Verdic – AI系统的意图治理层

1作者: kundan_s__r大约 1 个月前原帖
我们创建Verdic是因为在将大型语言模型(LLMs)投入生产时,反复遇到同样的问题:大多数人工智能失败并不是关于内容安全,而是关于意图漂移。 随着模型变得更加自主,输出往往会悄然从描述性行为转变为规定性行为——而没有任何明确的信号表明系统现在实际上正在采取行动。在这种情况下,关键词过滤器和基于规则的保护措施很快就会失效。 Verdic是一个意图治理层,位于模型与应用程序之间。它不是检查主题或关键词,而是评估: - 输出是否将未来的选择压缩为特定的行动方案 - 响应是否施加了规范性压力(引导行为与解释之间的区别) 我们的目标不是进行内容审核,而是实现行为控制:检测人工智能系统是否在超出其部署意图的情况下运行,特别是在受监管或决策关键的工作流程中。 Verdic目前作为API运行,具有可配置的允许/警告/阻止结果。我们正在对自主工作流程和长时间运行的链条进行测试,因为在这些情况下意图漂移最难以检测。 这是一个早期版本。我主要希望从在生产中部署LLMs的人那里获得反馈,特别是在以下方面: - 自主系统 - 人工智能治理 - 风险与合规 - 我们可能遗漏的失败模式 很高兴回答问题或分享更多关于该方法的细节。
查看原文
We built Verdic after repeatedly running into the same issue while deploying LLMs in production: most AI failures aren’t about content safety, they’re about intent drift.<p>As models become more agentic, outputs often shift quietly from descriptive to prescriptive behavior — without any explicit signal that the system is now effectively taking action. Keyword filters and rule-based guardrails break down quickly in these cases.<p>Verdic is an intent governance layer that sits between the model and the application.
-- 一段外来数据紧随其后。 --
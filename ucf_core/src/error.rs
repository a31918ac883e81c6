use crate::launcher::LaunchError;
use crate::readiness::ReadinessError;
use thiserror::Error;

/// A request that breaks a campaign invariant. Raised before anything on disk is touched.
#[derive(Error, Debug, Clone, PartialEq, Eq)]
pub enum ValidationError {
    /// Only the master may wipe the shared output directory.
    #[error("Only the master (`--id 0`) may restart the campaign, got node id {node_id:?}")]
    RestartRequiresMaster { node_id: String },

    #[error("Node id {node_id:?} is not a decimal number (strict-node-ids is enabled)")]
    MalformedNodeId { node_id: String },
}

/// Everything that can end a `fuzz` or `await` run.
#[derive(Error, Debug)]
pub enum CampaignError {
    #[error(transparent)]
    Validation(#[from] ValidationError),

    #[error("Probe wrapper never became ready: {0}")]
    Readiness(#[from] ReadinessError),

    #[error("Fuzzer launch failed: {0}")]
    Launch(#[from] LaunchError),
}

impl CampaignError {
    /// Exit code the engine itself terminated with, if that is why the run failed.
    pub fn engine_exit_code(&self) -> Option<i32> {
        match self {
            CampaignError::Launch(LaunchError::Exited { code, .. }) => *code,
            _ => None,
        }
    }
}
Instead of checking topics or keywords, it evaluates:<p>whether an output collapses future choices into a specific course of action<p>whether the response exerts normative pressure (directing behavior vs explaining)<p>The goal isn’t moderation, but behavioral control: detecting when an AI system is operating outside the intent it was deployed for, especially in regulated or decision-critical workflows.<p>Verdic currently runs as an API with configurable allow &#x2F; warn &#x2F; block outcomes. We’re testing it on agentic workflows and long-running chains where intent drift is hardest to detect.<p>This is an early release. I’m mainly looking for feedback from people deploying LLMs in production, especially around:<p>agentic systems<p>AI governance<p>risk &amp; compliance<p>failure modes we might be missing<p>Happy to answer questions or share more details about the approach.